• [WHAT THIS TASK INVOLVES]
Show every line of the records below that contains the word "examples".
+ + + +
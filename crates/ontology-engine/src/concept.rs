use std::collections::BTreeMap;

use serde::{Deserialize, Serialize};

/// One node in the concept graph.
///
/// The graph formed by `parent`/`subconcepts` is forest-like but is not
/// guaranteed acyclic or consistent - dangling references are tolerated
/// everywhere and only surfaced by consistency validation.
#[derive(Debug, Clone, Default, Serialize, Deserialize)]
pub struct Concept {
    #[serde(default)]
    pub label: String,
    #[serde(default)]
    pub synonyms: Vec<String>,
    #[serde(default)]
    pub related_terms: Vec<String>,
    #[serde(default)]
    pub subconcepts: Vec<String>,
    #[serde(default)]
    pub parent: Option<String>,
    #[serde(default)]
    pub technologies: Vec<String>,
    #[serde(default)]
    pub standards: Vec<String>,
    #[serde(default)]
    pub wcag_criteria: Vec<String>,
    /// Instance strings for technology entries (indexed as search terms)
    #[serde(default)]
    pub examples: Vec<String>,
}

/// Relation list kinds on a concept
#[derive(Debug, Clone, Copy, PartialEq, Eq)]
pub enum RelationKind {
    Synonyms,
    RelatedTerms,
    Subconcepts,
    Technologies,
    Standards,
    WcagCriteria,
}

impl RelationKind {
    pub fn as_str(&self) -> &'static str {
        match self {
            RelationKind::Synonyms => "synonyms",
            RelationKind::RelatedTerms => "related_terms",
            RelationKind::Subconcepts => "subconcepts",
            RelationKind::Technologies => "technologies",
            RelationKind::Standards => "standards",
            RelationKind::WcagCriteria => "wcag_criteria",
        }
    }

    /// Default kinds consulted by related-concept lookups
    pub const DEFAULT: &'static [RelationKind] = &[
        RelationKind::Synonyms,
        RelationKind::RelatedTerms,
        RelationKind::Subconcepts,
    ];
}

impl Concept {
    /// The relation list for a kind
    pub fn relation(&self, kind: RelationKind) -> &[String] {
        match kind {
            RelationKind::Synonyms => &self.synonyms,
            RelationKind::RelatedTerms => &self.related_terms,
            RelationKind::Subconcepts => &self.subconcepts,
            RelationKind::Technologies => &self.technologies,
            RelationKind::Standards => &self.standards,
            RelationKind::WcagCriteria => &self.wcag_criteria,
        }
    }
}

/// On-disk shape of one ontology source file: a `concepts` namespace and an
/// optional `technologies` namespace, both keyed by id.
#[derive(Debug, Clone, Default, Deserialize)]
pub struct OntologySource {
    #[serde(default)]
    pub concepts: BTreeMap<String, Concept>,
    #[serde(default)]
    pub technologies: BTreeMap<String, Concept>,
}

#[cfg(test)]
mod tests {
    use super::*;

    #[test]
    fn test_all_fields_default_on_sparse_input() {
        let concept: Concept = serde_json::from_str(r#"{"label": "Screen Reader"}"#).unwrap();

        assert_eq!(concept.label, "Screen Reader");
        assert!(concept.synonyms.is_empty());
        assert!(concept.parent.is_none());
        assert!(concept.examples.is_empty());
    }

    #[test]
    fn test_source_tolerates_missing_namespaces() {
        let source: OntologySource = serde_json::from_str("{}").unwrap();
        assert!(source.concepts.is_empty());
        assert!(source.technologies.is_empty());
    }

    #[test]
    fn test_relation_accessor() {
        let concept = Concept {
            synonyms: vec!["sr".to_string()],
            ..Default::default()
        };
        assert_eq!(concept.relation(RelationKind::Synonyms), ["sr".to_string()]);
        assert!(concept.relation(RelationKind::Standards).is_empty());
    }
}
+ + + +
• [RESULT BELOW]
    pub examples: Vec<String>,
        assert!(concept.examples.is_empty());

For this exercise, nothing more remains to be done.